It rulz.  Doesn't work with hotmail, but that's probably because hotmail's using some funky javascript.

It's very fast at going back and forward to already cached pages.  And it scrolls very fast as well.


----------



## ScottW (Jan 7, 2003)

Yea, I have my bookmarks page doesn't allow me to login, almost like a cookie or HTTP POST issue of some sort. I don't know.

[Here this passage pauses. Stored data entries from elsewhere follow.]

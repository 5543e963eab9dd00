//! statistical_tests::validation — shared input guards for test statistics.
//!
//! Purpose
//! -------
//! Centralize the precondition checks and masking shared by the
//! Diebold–Mariano test and the VaR backtests, so that alignment, tail
//! probabilities, and finiteness are handled the same way everywhere.
//!
//! Key behaviors
//! -------------
//! - [`validate_aligned`]: equal lengths or `TestError::LengthMismatch`.
//! - [`validate_alpha`] / [`validate_confidence_level`]: open-interval
//!   checks on probabilities (NaN is rejected).
//! - [`mask_finite_pairs`]: keep only periods where both series are finite.
//!
//! Conventions
//! -----------
//! - Masking never reorders observations; it only drops periods.
//! - Checks are cheap and allocation-free except for the masked copies.

use crate::statistical_tests::errors::{TestError, TestResult};

/// Require two period-aligned series to have the same length.
pub fn validate_aligned(left: &[f64], right: &[f64]) -> TestResult<()> {
    if left.len() != right.len() {
        return Err(TestError::LengthMismatch { expected: left.len(), found: right.len() });
    }
    Ok(())
}

/// Require a VaR tail probability strictly inside (0, 1).
pub fn validate_alpha(alpha: f64) -> TestResult<()> {
    if alpha > 0.0 && alpha < 1.0 { Ok(()) } else { Err(TestError::InvalidAlpha(alpha)) }
}

/// Require a confidence level strictly inside (0, 1).
pub fn validate_confidence_level(level: f64) -> TestResult<()> {
    if level > 0.0 && level < 1.0 {
        Ok(())
    } else {
        Err(TestError::InvalidConfidenceLevel(level))
    }
}

/// Keep the periods where both `left[t]` and `right[t]` are finite.
///
/// Returns
/// -------
/// `(Vec<f64>, Vec<f64>)`
///   The masked series, still aligned and in their original order.
///
/// Notes
/// -----
/// - Assumes the inputs have already passed [`validate_aligned`]; extra
///   elements of the longer slice would be ignored by the pairing.
pub fn mask_finite_pairs(left: &[f64], right: &[f64]) -> (Vec<f64>, Vec<f64>) {
    left.iter().zip(right).filter(|(a, b)| a.is_finite() && b.is_finite()).unzip()
}

#[cfg(test)]
mod tests {
    use super::*;

    // -------------------------------------------------------------------------
    // Scope
    // -----
    // These tests cover every branch of the validation helpers and the
    // order-preserving behavior of `mask_finite_pairs`.
    // -------------------------------------------------------------------------

    #[test]
    // Purpose
    // -------
    // Ensure misaligned inputs are rejected with both lengths reported.
    //
    // Given
    // -----
    // - Series of length 3 and 2, and two series of length 2.
    //
    // Expect
    // ------
    // - LengthMismatch { expected: 3, found: 2 }; Ok for equal lengths.
    fn validate_aligned_rejects_unequal_lengths() {
        assert_eq!(
            validate_aligned(&[1.0, 2.0, 3.0], &[1.0, 2.0]),
            Err(TestError::LengthMismatch { expected: 3, found: 2 })
        );
        assert!(validate_aligned(&[1.0, 2.0], &[0.0, 0.0]).is_ok());
    }

    #[test]
    // Purpose
    // -------
    // Check the open-interval probability guards, including NaN.
    //
    // Given
    // -----
    // - alpha ∈ {0, 1, −0.1, NaN, 0.05}; level ∈ {1, 0.95}.
    //
    // Expect
    // ------
    // - Only 0.05 and 0.95 are accepted.
    fn probability_guards_use_open_interval() {
        for bad in [0.0, 1.0, -0.1, f64::NAN] {
            assert!(matches!(validate_alpha(bad), Err(TestError::InvalidAlpha(_))), "{bad}");
        }
        assert!(validate_alpha(0.05).is_ok());
        assert!(validate_confidence_level(1.0).is_err());
        assert!(validate_confidence_level(0.95).is_ok());
    }

    #[test]
    // Purpose
    // -------
    // Verify pairwise masking keeps order and drops any period with a
    // non-finite value in either series.
    //
    // Given
    // -----
    // - left = [1, NaN, 3, 4], right = [5, 6, ∞, 8].
    //
    // Expect
    // ------
    // - ([1, 4], [5, 8]).
    fn mask_finite_pairs_drops_non_finite_periods() {
        let (left, right) =
            mask_finite_pairs(&[1.0, f64::NAN, 3.0, 4.0], &[5.0, 6.0, f64::INFINITY, 8.0]);
        assert_eq!(left, vec![1.0, 4.0]);
        assert_eq!(right, vec![5.0, 8.0]);
    }
}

But, I am sure it will be resolved. I wouldn't be surprised to see some rather "fast" updates to this browser to slow the number of "same bugs" being reported.


----------



## stephanec (Jan 7, 2003)

OOps, didn't see that you knew how to show status bar. Stupid me, I should read the whole thread before responding =p.


----------



## changomarcelo (Jan 7, 2003)

I really like Safari. Actually I left Internet Explorer some months ago since I discovered Chimera Navigator, wich was great for me.
But it had been crashing a lot lately, I don't know why. Today I got 4 crashes!! But that was before I discoverd Safari. I think it's great, although I still think there's a lot much work to do on it.


----------



## edX (Jan 7, 2003)

in speaking with one of the developers of safari today - he promises it will be and remain the fastest browser on the platform. the next goal is to make it faster than a certain other platform. the standard they want to acheive is linux text browsing speed with a gui and full function.

oh by the way this guy used to work on netscape navigator and he said something about working on it, and hell.


----------



## gigi (Jan 7, 2003)

A feature that i think is cool in Safari, is when you "mouse over" a link it will tell you in the "Status bar" if it is going to open in a new window.......small but cool feature


----------



## Hydroglow (Jan 7, 2003)

It doesn't load my router sign on screen


----------



## mikejuni (Jan 7, 2003)

FTP is not handled!

FTP is redirected to Finder to handle. However, Finder handles FTP sluggishly that it cannot be used at all.


----------



## wdw_ (Jan 7, 2003)

The scrolling is super fast and smoothe in Safari. The GIFs run very, VERY smoothly. I mean look at my avatar! I think it needs tabbed browsing, pop-up blocking and maybe an auction manager.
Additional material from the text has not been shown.